Most importantly, I want to make them become sensitive to those they will be talking to, and be able to conform their words to match the level of communication that others are used to. They need to be made aware of the elders and the adults who are around them, and raise their level of communication to equal that of their audience. It's a courtousy to speak adult-like when around adults, and to be sensititive to elderly when talking around them. I find it rude and inconsiderate when kids bring their street language into the home and public places. It displays a lack of courtousy and regard for others, in my opinion.

Reactions: Like 1


----------



## lynnie (Jul 16, 2012)

Thanks so much for all the thoughtful replies. Very helpful.

I have two teen friends back now, they were all VBS helpers this morning. We talked. They all agree about friggen and frakken and texting Oh, my goodness and OMGosh and dang it and heck. But can they say "oh snap" when something bad happens. I said I guess so, but why can't they say "thank you Lord"? Isn't that a more godly response to trouble? Or "help me Lord"? They can't seem to wrap their minds around it, and the bottom line is, when annoying things happen they want to express being annoyed. I think they did at least get that point even if the flesh isn't ready to break yet and wants the freedom to be openly annoyed. 

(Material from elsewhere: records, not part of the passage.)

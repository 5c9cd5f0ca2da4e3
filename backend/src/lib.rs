//! Regional Input-Output Core - Rust Engine
//!
//! Aggregates economic circuits of transaction launches into sector
//! input-output matrices for regional accounting.
//!
//! # Architecture
//!
//! - **core**: `SectorMatrix` and its JSON snapshot
//! - **models**: Launch records and circuits
//! - **builder**: Records → quantity/value/price matrices
//! - **balancer**: Iterative flow balancing (Gauss-Seidel relaxation)
//! - **forecast**: Ratio-chained yearly projections
//! - **assembly**: IOM, cost, income, export and parameter matrices
//! - **config**: Pipeline configuration
//!
//! Data flows records → builder → balancer → forecast → assembly.
//!
//! # Critical Invariants
//!
//! 1. Builder matrices are square over the union of seller and buyer sectors
//! 2. Identical inputs produce bitwise-identical matrices
//! 3. Zero divisors yield zeros, never infinities or errors
//! 4. The library logs through `tracing` and never installs a subscriber

// Module declarations
pub mod assembly;
pub mod balancer;
pub mod builder;
pub mod config;
pub mod core;
pub mod forecast;
pub mod models;

// Re-exports for convenience
pub use assembly::{
    AssemblyError, CostConfig, CostMatrix, ExportInputs, ExportLayout, ExportMatrix,
    IncomeMatrices, InputOutputMatrix, IomResult, OperatorMode, ParameterOperator,
};
pub use balancer::{
    BalanceError, BalanceOutcome, BalancerConfig, CorrectionTable, EquilibriumVector, FlowBalancer,
};
pub use builder::{Aggregate, BuildError, BuilderConfig, MatrixBuilder, MatrixFilter, MatrixRequest};
pub use config::{ConfigError, PipelineConfig};
pub use crate::core::{MatrixError, MatrixSnapshot, SectorMatrix};
pub use forecast::{generate_forecast, ForecastError, ForecastSeries, ForecastTable};
pub use models::{
    circuit::{Circuit, CircuitError, CircuitTable},
    record::{Field, FieldValue, RecordDraft, RecordError, TransactionRecord},
};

One girl wanted to know why my shirt has buttons. Huh? It is a modest high neckline with a few inches of decorative buttons at the top. Did I know buttons mean easy access? I said "are you kidding?" She says no, buttons means you are easily available. Is that why they all wear knits with no buttons, and open shrugs or zipper hoodies? Whew. What a day. I have a lot to learn  


Thanks again.


----------



## Miss Marple (Jul 16, 2012)

"Huh? It is a modest high neckline with a few inches of decorative buttons at the top. Did I know buttons mean easy access? I said "are you kidding?" She says no, buttons means you are easily available. Is that why they all wear knits with no buttons, and open shrugs or zipper hoodies? Whew. What a day. I have a lot to learn"

This goes to the point I was trying to make about minced oaths. No, you are not being immodest. She may be seeing immodesty, but that doesn't mean you are being immodest.


----------



## TylerRay (Jul 16, 2012)

This thread from last month might be helpful:

http://www.puritanboard.com/f25/exclamations-christian-74871/


----------



## Edward (Jul 16, 2012)

Miss Marple said:


> I am 48, well read, and that's the first I've heard of it. I thought it was a bit of a lampoon on Hindu veneration of cows. Actually I still think that.



That had always been my understanding, as well. But I dug out my 1987 copy of "Slang Dictionary" and it supports the proposition that this is a minced oath. 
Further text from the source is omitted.